__Required action__
Find the word "models" in the listing below. Copy every line that has it.

__Dataset excerpts__

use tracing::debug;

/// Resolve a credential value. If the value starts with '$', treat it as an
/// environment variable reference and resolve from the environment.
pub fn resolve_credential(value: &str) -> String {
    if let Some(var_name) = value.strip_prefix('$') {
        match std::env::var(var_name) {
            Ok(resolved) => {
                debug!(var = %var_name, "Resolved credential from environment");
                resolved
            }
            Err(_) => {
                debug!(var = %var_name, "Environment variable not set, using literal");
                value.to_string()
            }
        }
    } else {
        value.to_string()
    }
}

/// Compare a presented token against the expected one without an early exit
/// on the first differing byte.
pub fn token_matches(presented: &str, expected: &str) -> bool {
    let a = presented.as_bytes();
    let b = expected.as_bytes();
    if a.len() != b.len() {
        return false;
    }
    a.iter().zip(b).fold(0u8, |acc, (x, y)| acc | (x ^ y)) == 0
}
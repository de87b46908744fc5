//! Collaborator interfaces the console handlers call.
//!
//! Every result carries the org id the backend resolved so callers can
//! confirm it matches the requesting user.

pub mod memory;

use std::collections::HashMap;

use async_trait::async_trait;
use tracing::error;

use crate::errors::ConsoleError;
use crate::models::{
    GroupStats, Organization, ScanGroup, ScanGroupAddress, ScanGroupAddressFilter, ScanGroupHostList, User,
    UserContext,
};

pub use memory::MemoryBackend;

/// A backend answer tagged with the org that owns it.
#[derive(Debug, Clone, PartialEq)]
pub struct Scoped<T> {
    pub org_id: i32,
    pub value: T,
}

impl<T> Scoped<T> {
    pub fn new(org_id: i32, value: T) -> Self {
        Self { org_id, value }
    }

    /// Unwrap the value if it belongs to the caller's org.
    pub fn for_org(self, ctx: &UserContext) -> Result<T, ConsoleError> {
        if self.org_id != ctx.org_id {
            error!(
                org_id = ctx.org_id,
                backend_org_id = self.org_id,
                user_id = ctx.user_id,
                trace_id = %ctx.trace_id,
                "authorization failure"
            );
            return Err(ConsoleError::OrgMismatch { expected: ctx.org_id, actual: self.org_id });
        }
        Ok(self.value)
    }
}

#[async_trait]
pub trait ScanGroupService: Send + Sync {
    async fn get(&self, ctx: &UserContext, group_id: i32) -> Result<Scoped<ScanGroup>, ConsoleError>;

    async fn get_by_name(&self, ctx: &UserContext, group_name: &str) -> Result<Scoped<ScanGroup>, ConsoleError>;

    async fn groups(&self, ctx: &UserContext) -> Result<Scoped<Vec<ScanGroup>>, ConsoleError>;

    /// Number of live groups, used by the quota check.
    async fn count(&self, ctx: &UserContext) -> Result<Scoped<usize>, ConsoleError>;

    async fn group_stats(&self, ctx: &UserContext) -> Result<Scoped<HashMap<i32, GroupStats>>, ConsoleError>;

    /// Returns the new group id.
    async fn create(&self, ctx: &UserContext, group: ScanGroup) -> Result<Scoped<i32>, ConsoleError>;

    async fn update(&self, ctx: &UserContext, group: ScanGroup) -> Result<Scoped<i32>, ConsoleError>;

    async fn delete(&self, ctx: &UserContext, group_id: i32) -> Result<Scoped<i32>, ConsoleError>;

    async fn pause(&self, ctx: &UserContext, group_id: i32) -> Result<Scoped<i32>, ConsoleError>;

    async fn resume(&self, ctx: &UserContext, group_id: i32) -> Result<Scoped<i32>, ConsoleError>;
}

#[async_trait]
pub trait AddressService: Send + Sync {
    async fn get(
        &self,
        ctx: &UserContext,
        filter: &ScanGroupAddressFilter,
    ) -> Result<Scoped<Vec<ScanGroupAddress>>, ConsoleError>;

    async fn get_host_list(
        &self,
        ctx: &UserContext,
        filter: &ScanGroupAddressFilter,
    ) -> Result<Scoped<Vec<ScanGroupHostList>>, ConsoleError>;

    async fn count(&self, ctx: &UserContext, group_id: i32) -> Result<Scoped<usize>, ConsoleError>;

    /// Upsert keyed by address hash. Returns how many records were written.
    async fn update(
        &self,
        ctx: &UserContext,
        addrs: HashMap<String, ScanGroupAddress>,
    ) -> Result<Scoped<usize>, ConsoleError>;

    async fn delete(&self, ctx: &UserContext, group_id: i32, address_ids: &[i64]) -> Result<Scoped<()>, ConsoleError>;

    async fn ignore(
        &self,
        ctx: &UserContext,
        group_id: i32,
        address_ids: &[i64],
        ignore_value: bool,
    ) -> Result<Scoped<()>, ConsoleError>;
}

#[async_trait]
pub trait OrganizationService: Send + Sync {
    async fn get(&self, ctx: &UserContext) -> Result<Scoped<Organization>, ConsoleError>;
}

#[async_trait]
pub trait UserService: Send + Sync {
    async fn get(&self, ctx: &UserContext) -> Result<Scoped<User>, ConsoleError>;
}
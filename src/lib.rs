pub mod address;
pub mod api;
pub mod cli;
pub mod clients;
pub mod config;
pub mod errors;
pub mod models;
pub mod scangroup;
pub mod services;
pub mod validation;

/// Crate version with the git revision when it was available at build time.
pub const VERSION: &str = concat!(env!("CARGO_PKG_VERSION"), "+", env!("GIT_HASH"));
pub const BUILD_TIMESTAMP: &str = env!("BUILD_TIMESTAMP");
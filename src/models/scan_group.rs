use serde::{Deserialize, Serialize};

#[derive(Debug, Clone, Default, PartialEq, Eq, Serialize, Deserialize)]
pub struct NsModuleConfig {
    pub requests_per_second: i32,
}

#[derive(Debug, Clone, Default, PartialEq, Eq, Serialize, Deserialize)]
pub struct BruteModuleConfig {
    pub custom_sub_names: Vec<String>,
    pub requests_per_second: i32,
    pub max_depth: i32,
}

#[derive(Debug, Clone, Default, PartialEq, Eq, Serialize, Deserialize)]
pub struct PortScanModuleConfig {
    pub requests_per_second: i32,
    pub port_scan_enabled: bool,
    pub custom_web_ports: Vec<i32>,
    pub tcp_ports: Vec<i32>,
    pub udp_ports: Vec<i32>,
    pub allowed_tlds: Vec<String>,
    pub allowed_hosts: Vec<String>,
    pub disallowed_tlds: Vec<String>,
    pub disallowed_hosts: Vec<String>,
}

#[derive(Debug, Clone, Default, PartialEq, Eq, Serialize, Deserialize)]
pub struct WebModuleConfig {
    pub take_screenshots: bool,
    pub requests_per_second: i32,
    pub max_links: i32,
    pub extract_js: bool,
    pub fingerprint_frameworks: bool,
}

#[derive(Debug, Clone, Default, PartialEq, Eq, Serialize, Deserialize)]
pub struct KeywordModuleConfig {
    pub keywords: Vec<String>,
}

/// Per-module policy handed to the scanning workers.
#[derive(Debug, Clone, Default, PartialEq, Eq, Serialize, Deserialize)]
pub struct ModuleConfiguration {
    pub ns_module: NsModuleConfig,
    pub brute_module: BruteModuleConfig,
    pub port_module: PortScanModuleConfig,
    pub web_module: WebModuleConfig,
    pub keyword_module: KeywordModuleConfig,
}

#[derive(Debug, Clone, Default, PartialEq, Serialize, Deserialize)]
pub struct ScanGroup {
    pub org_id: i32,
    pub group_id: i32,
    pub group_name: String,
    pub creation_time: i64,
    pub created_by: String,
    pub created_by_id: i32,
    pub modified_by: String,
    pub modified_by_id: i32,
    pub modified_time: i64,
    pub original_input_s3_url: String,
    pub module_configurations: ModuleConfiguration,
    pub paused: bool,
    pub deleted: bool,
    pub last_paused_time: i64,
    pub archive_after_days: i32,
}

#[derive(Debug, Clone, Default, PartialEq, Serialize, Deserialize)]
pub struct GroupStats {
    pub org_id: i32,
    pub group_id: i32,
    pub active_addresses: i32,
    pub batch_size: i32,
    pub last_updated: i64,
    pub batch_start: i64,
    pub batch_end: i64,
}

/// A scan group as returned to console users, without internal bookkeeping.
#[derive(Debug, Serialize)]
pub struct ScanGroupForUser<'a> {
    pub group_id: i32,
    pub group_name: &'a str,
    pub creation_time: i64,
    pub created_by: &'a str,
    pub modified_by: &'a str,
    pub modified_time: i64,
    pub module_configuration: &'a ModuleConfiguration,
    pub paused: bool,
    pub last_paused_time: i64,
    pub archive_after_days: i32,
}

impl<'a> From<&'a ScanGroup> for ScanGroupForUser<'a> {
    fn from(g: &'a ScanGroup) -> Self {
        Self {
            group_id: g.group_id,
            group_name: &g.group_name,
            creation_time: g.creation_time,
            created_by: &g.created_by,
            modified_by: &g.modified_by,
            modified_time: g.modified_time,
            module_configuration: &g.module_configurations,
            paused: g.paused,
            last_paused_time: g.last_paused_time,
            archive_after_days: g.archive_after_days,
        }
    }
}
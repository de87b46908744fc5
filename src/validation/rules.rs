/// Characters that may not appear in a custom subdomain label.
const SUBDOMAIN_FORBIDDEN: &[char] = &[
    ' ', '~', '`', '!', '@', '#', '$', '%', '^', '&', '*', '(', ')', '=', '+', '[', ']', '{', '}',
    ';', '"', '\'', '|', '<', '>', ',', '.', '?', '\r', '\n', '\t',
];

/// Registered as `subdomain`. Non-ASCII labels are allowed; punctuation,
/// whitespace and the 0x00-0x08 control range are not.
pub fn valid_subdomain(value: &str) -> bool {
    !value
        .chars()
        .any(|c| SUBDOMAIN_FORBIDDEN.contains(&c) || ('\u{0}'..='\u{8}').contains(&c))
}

__Answer to the problem__
use crate::models::{
pub mod models;
filename src/models/scan_group.rs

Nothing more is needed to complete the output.